Formulation of spray congealed microparticles with self-emulsifying ability for enhanced glibenclamide dissolution performance

Purpose: to develop a novel preparation approach of solid Self-Emulsifying Drug Delivery System (s-SEDDS) based on spray congealing as potential drug delivery technology for poorly water soluble drug Glibenclamide. Methods: several systems were formulated using suitable excipients, solid at room temperature, with different hydrophilic-lipophilic balance, such as Myverol, Myvatex, Gelucire®50/13 and Gelucire®44/14. Cremophor®EL and Poloxamer 188 were selected as surfactants and PEG 4000 as cosolvent. Results: The screening of the best carrier for s-SEDDS manufacturing revealed that Gelucire®50/13 had greater performance. Then, surfactant-cosolvent systems were developed.

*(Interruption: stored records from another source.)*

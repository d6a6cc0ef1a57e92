use super::{SINGLE_PACKET_HEADER, SPLIT_PACKET_HEADER};
use crate::{
    errors::{DecodeError, DecodeResult},
    util::ByteCursor,
};

use bytes::Bytes;
use tracing::trace;

/// Bit 31 of a split packet request id marks a bzip2 compressed response.
pub const COMPRESSION_FLAG: u32 = 0x8000_0000;

/// Default split size for Source servers, used when the fragment header omits it.
pub const DEFAULT_SPLIT_SIZE: u16 = 1248;

/// One numbered piece of a split response.
#[derive(Clone, Debug, PartialEq, Eq)]
pub struct SplitPacketFragment {
    pub request_id: i32,
    pub packet_number: u8,
    pub packet_count: u8,
    pub max_packet_size: u16,
    pub compressed: bool,
    pub decompressed_size: Option<i32>,
    pub crc32: Option<u32>,
    pub payload: Bytes,
}

#[derive(Clone, Debug, PartialEq, Eq)]
pub enum QueryPacket {
    /// Payload of a single packet response, starting at its type byte.
    Single(Bytes),
    Split(SplitPacketFragment),
}

/// Decodes one datagram.
///
/// Datagrams carrying neither the single nor the split header are noise and
/// yield `Ok(None)`.
pub fn decode_datagram(datagram: &Bytes) -> DecodeResult<Option<QueryPacket>> {
    let mut cur = ByteCursor::new(datagram);
    let header = cur.read_i32_le()?;

    match header {
        SINGLE_PACKET_HEADER => Ok(Some(QueryPacket::Single(
            datagram.slice(cur.position()..),
        ))),
        SPLIT_PACKET_HEADER => decode_fragment(datagram, cur).map(|f| Some(QueryPacket::Split(f))),
        other => {
            trace!("Discarding datagram with header 0x{:08x}", other as u32);
            Ok(None)
        }
    }
}

fn decode_fragment(datagram: &Bytes, mut cur: ByteCursor) -> DecodeResult<SplitPacketFragment> {
    let raw_id = cur.read_u32_le()?;
    let compressed = raw_id & COMPRESSION_FLAG != 0;
    let request_id = (raw_id & !COMPRESSION_FLAG) as i32;

    let packet_count = cur.read_u8()?;
    let packet_number = cur.read_u8()?;
    if packet_count == 0 {
        return Err(DecodeError::MalformedPacket("split packet count is zero"));
    }
    if packet_number >= packet_count {
        return Err(DecodeError::MalformedPacket("split packet number out of range"));
    }

    let (max_packet_size, decompressed_size, crc32) = if compressed {
        let size = cur.read_i32_le()?;
        if size < 0 {
            return Err(DecodeError::MalformedPacket("negative decompressed size"));
        }
        let crc = cur.read_u32_le()?;
        (DEFAULT_SPLIT_SIZE, Some(size), Some(crc))
    } else {
        (cur.read_u16_le()?, None, None)
    };

    Ok(SplitPacketFragment {
        request_id,
        packet_number,
        packet_count,
        max_packet_size,
        compressed,
        decompressed_size,
        crc32,
        payload: datagram.slice(cur.position()..),
    })
}
//! Property-based tests for exact integer arithmetic.

#[cfg(test)]
mod tests {
    use num_traits::Zero;
    use proptest::prelude::*;

    use crate::Integer;

    // Exponents in practice stay small
    fn exponent() -> impl Strategy<Value = i64> {
        -1000i64..1000i64
    }

    fn wide() -> impl Strategy<Value = Integer> {
        (any::<i64>(), any::<i64>()).prop_map(|(hi, lo)| Integer::new(hi) * Integer::new(i64::MAX) + Integer::new(lo))
    }

    proptest! {
        #[test]
        fn ring_laws_hold_beyond_machine_words(a in wide(), b in wide(), c in wide()) {
            prop_assert_eq!(&a + &b, &b + &a);
            prop_assert_eq!(&(&a + &b) + &c, &a + &(&b + &c));
            prop_assert_eq!(&a * &(&b + &c), &(&a * &b) + &(&a * &c));
            prop_assert!((&a - &a).is_zero());
            prop_assert_eq!(-(-a.clone()), a);
        }

        #[test]
        fn assign_ops_match_binary_ops(a in exponent(), b in exponent()) {
            let mut acc = Integer::new(a);
            acc += &Integer::new(b);
            prop_assert!(acc.equals(a + b));
            acc -= &Integer::new(b);
            prop_assert!(acc.equals(a));
        }

        #[test]
        fn running_maximum_matches_machine_words(values in prop::collection::vec(exponent(), 1..24)) {
            let mut running = Integer::zero();
            let mut best: Option<Integer> = None;
            for &v in &values {
                running += &Integer::new(v);
                if best.as_ref().map_or(true, |b| running > *b) {
                    best = Some(running.clone());
                }
            }
            let expected = values
                .iter()
                .scan(0i64, |acc, &v| {
                    *acc += v;
                    Some(*acc)
                })
                .max();
            prop_assert_eq!(best.and_then(|b| b.to_i64()), expected);
            let total: Integer = values.iter().map(|&v| Integer::new(v)).sum();
            prop_assert!(total.equals(values.iter().sum()));
        }

        #[test]
        fn sign_queries_agree(a in exponent()) {
            let x = Integer::new(a);
            prop_assert_eq!(i64::from(x.signum()), a.signum());
            prop_assert_eq!(x.is_negative(), a < 0);
            prop_assert_eq!(x.is_positive(), a > 0);
            prop_assert!(x.abs().equals(a.abs()));
        }

        #[test]
        fn decimal_text_parses_back(a in wide()) {
            let parsed: Integer = a.to_string().parse().unwrap();
            prop_assert_eq!(parsed, a);
        }
    }
}
//! Property-based tests for the crystal axioms on random f-strings.

#[cfg(test)]
mod tests {
    use std::sync::Arc;

    use nakajima_cartan::{CartanDatum, CartanFamily, CartanType, Weight};
    use nakajima_integers::Integer;
    use num_traits::Zero;
    use proptest::prelude::*;

    use crate::{CommutationMatrix, Crystal, Flavor, HighestWeightCrystal, InfinityCrystal, Monomial};

    const TYPES: [&str; 5] = ["A2", "B2", "G2", "A3", "A2^(1)"];
    const FINITE_TYPES: [&str; 4] = ["A2", "B2", "G2", "A3"];

    fn cartan(name: &str) -> Arc<CartanType> {
        Arc::new(name.parse().unwrap())
    }

    // Positions into the index set, reduced modulo the rank at use
    fn positions() -> impl Strategy<Value = Vec<usize>> {
        prop::collection::vec(0usize..8, 0..8)
    }

    fn labels(ct: &CartanType, positions: &[usize]) -> Vec<usize> {
        let index_set = ct.index_set();
        positions.iter().map(|p| index_set[p % index_set.len()]).collect()
    }

    // One orientation per pair i < j; enough pairs for rank 3
    fn orientations() -> impl Strategy<Value = Vec<bool>> {
        prop::collection::vec(any::<bool>(), 3)
    }

    // c_ij = 1, c_ji = 0 when the pair keeps its orientation, swapped otherwise
    fn commutation(rank: usize, orientations: &[bool]) -> CommutationMatrix {
        let mut rows = vec![vec![0i64; rank]; rank];
        let mut pair = 0;
        for i in 0..rank {
            for j in i + 1..rank {
                let keep = orientations[pair % orientations.len()];
                rows[i][j] = i64::from(keep);
                rows[j][i] = i64::from(!keep);
                pair += 1;
            }
        }
        CommutationMatrix::from_rows(&rows).unwrap()
    }

    fn element(crystal: &InfinityCrystal<CartanType>, path: &[usize]) -> Monomial {
        let one = crystal.module_generators()[0].clone();
        crystal.f_string(&one, path).unwrap().unwrap()
    }

    proptest! {
        #![proptest_config(ProptestConfig::with_cases(64))]

        #[test]
        fn phi_minus_epsilon_is_pairing(
            name in prop::sample::select(TYPES.to_vec()),
            path in positions(),
            i in 0usize..8,
        ) {
            let ct = cartan(name);
            let crystal = InfinityCrystal::new(ct.clone(), None, Flavor::Y).unwrap();
            let m = element(&crystal, &labels(&ct, &path));
            let i = labels(&ct, &[i])[0];

            let phi = crystal.phi(&m, i).unwrap();
            let eps = crystal.epsilon(&m, i).unwrap();
            let wt = crystal.weight(&m).unwrap();
            prop_assert_eq!(phi - eps, wt.coefficient(i));
        }

        #[test]
        fn operators_are_local_inverses(
            name in prop::sample::select(TYPES.to_vec()),
            path in positions(),
            i in 0usize..8,
        ) {
            let ct = cartan(name);
            let crystal = InfinityCrystal::new(ct.clone(), None, Flavor::Y).unwrap();
            let m = element(&crystal, &labels(&ct, &path));
            let i = labels(&ct, &[i])[0];

            let lowered = crystal.f(&m, i).unwrap().unwrap();
            prop_assert!(crystal.epsilon(&lowered, i).unwrap() > Integer::zero());
            prop_assert_eq!(crystal.e(&lowered, i).unwrap(), Some(m.clone()));

            if crystal.epsilon(&m, i).unwrap() > Integer::zero() {
                let raised = crystal.e(&m, i).unwrap().unwrap();
                prop_assert_eq!(crystal.f(&raised, i).unwrap(), Some(m));
            } else {
                prop_assert_eq!(crystal.e(&m, i).unwrap(), None);
            }
        }

        #[test]
        fn operators_shift_weight_by_simple_root(
            name in prop::sample::select(TYPES.to_vec()),
            path in positions(),
            i in 0usize..8,
        ) {
            let ct = cartan(name);
            let crystal = InfinityCrystal::new(ct.clone(), None, Flavor::Y).unwrap();
            let m = element(&crystal, &labels(&ct, &path));
            let i = labels(&ct, &[i])[0];
            let alpha = ct.weight_lattice_realization().simple_root(i).unwrap();
            let wt = crystal.weight(&m).unwrap();

            let lowered = crystal.f(&m, i).unwrap().unwrap();
            prop_assert_eq!(crystal.weight(&lowered).unwrap(), &wt - &alpha);
            if let Some(raised) = crystal.e(&m, i).unwrap() {
                prop_assert_eq!(crystal.weight(&raised).unwrap(), &wt + &alpha);
            }
        }

        #[test]
        fn a_and_y_flavors_agree(
            name in prop::sample::select(TYPES.to_vec()),
            path in positions(),
        ) {
            let ct = cartan(name);
            let y = InfinityCrystal::new(ct.clone(), None, Flavor::Y).unwrap();
            let a = InfinityCrystal::new(ct.clone(), None, Flavor::A).unwrap();
            let path = labels(&ct, &path);

            let m_y = element(&y, &path);
            let m_a = element(&a, &path);
            prop_assert_eq!(a.algebra().to_y(&m_a).unwrap(), m_y.clone());
            prop_assert_eq!(a.weight(&m_a).unwrap(), y.weight(&m_y).unwrap());
            for &i in ct.index_set() {
                prop_assert_eq!(a.phi(&m_a, i).unwrap(), y.phi(&m_y, i).unwrap());
                prop_assert_eq!(a.epsilon(&m_a, i).unwrap(), y.epsilon(&m_y, i).unwrap());

                // both flavors raise along the same edge, or both have none
                let raised_a = a.e(&m_a, i).unwrap().map(|r| a.algebra().to_y(&r).unwrap());
                prop_assert_eq!(raised_a, y.e(&m_y, i).unwrap());
            }
        }

        #[test]
        fn any_valid_commutation_keeps_local_inverses(
            name in prop::sample::select(TYPES.to_vec()),
            orientations in orientations(),
            path in positions(),
            i in 0usize..8,
        ) {
            let ct = cartan(name);
            let c = commutation(ct.rank(), &orientations);
            let crystal = InfinityCrystal::new(ct.clone(), Some(c), Flavor::Y).unwrap();
            let m = element(&crystal, &labels(&ct, &path));
            let i = labels(&ct, &[i])[0];

            prop_assert!(m.exponents().iter().all(|(&(_, k), _)| k >= 0));
            let lowered = crystal.f(&m, i).unwrap().unwrap();
            prop_assert_eq!(crystal.e(&lowered, i).unwrap(), Some(m.clone()));
            if let Some(raised) = crystal.e(&m, i).unwrap() {
                prop_assert_eq!(crystal.f(&raised, i).unwrap(), Some(m.clone()));
            }

            let wt = crystal.weight(&m).unwrap();
            let phi = crystal.phi(&m, i).unwrap();
            let eps = crystal.epsilon(&m, i).unwrap();
            prop_assert_eq!(phi - eps, wt.coefficient(i));
        }

        #[test]
        fn any_valid_commutation_keeps_flavors_in_step(
            name in prop::sample::select(TYPES.to_vec()),
            orientations in orientations(),
            path in positions(),
        ) {
            let ct = cartan(name);
            let c = commutation(ct.rank(), &orientations);
            let y = InfinityCrystal::new(ct.clone(), Some(c.clone()), Flavor::Y).unwrap();
            let a = InfinityCrystal::new(ct.clone(), Some(c), Flavor::A).unwrap();
            let path = labels(&ct, &path);

            let m_y = element(&y, &path);
            let m_a = element(&a, &path);
            prop_assert_eq!(a.algebra().to_y(&m_a).unwrap(), m_y.clone());
            for &i in ct.index_set() {
                prop_assert_eq!(a.phi(&m_a, i).unwrap(), y.phi(&m_y, i).unwrap());
                let raised_a = a.e(&m_a, i).unwrap().map(|r| a.algebra().to_y(&r).unwrap());
                prop_assert_eq!(raised_a, y.e(&m_y, i).unwrap());
            }
        }

        #[test]
        fn highest_weight_elements_have_nonnegative_strings(
            name in prop::sample::select(FINITE_TYPES.to_vec()),
            coefficients in prop::collection::vec(0i64..3, 4),
            path in positions(),
        ) {
            let ct = cartan(name);
            let la = Weight::from_coefficients(
                ct.index_set().iter().zip(&coefficients).map(|(&i, &c)| (i, c)),
            );
            let crystal = HighestWeightCrystal::new(ct.clone(), la, None).unwrap();

            let mut m = crystal.highest_weight_vector().clone();
            for i in labels(&ct, &path) {
                if let Some(next) = crystal.f(&m, i).unwrap() {
                    m = next;
                }
            }
            for &i in ct.index_set() {
                prop_assert!(crystal.phi(&m, i).unwrap() >= Integer::zero());
                prop_assert!(crystal.epsilon(&m, i).unwrap() >= Integer::zero());
            }
        }
    }

    #[test]
    fn finite_family_parse_matches_constructor() {
        let parsed = cartan("B2");
        let built = CartanType::finite(CartanFamily::B, 2).unwrap();
        assert_eq!(*parsed, built);
    }
}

Dissolution studies showed that all the formulations promoted the solubilization performance of the GBD with respect to pure drug; in particular the formulation containing Gelucire®50/13 and PEG 4000 increased the drug solubilisation of five times. These microparticles showed self-dispersibility within 60 minutes and micelles dimensions around 360 nm. Conclusions: spray congealing is a promising novel manufacturing technique of solid self-emulsifying systems.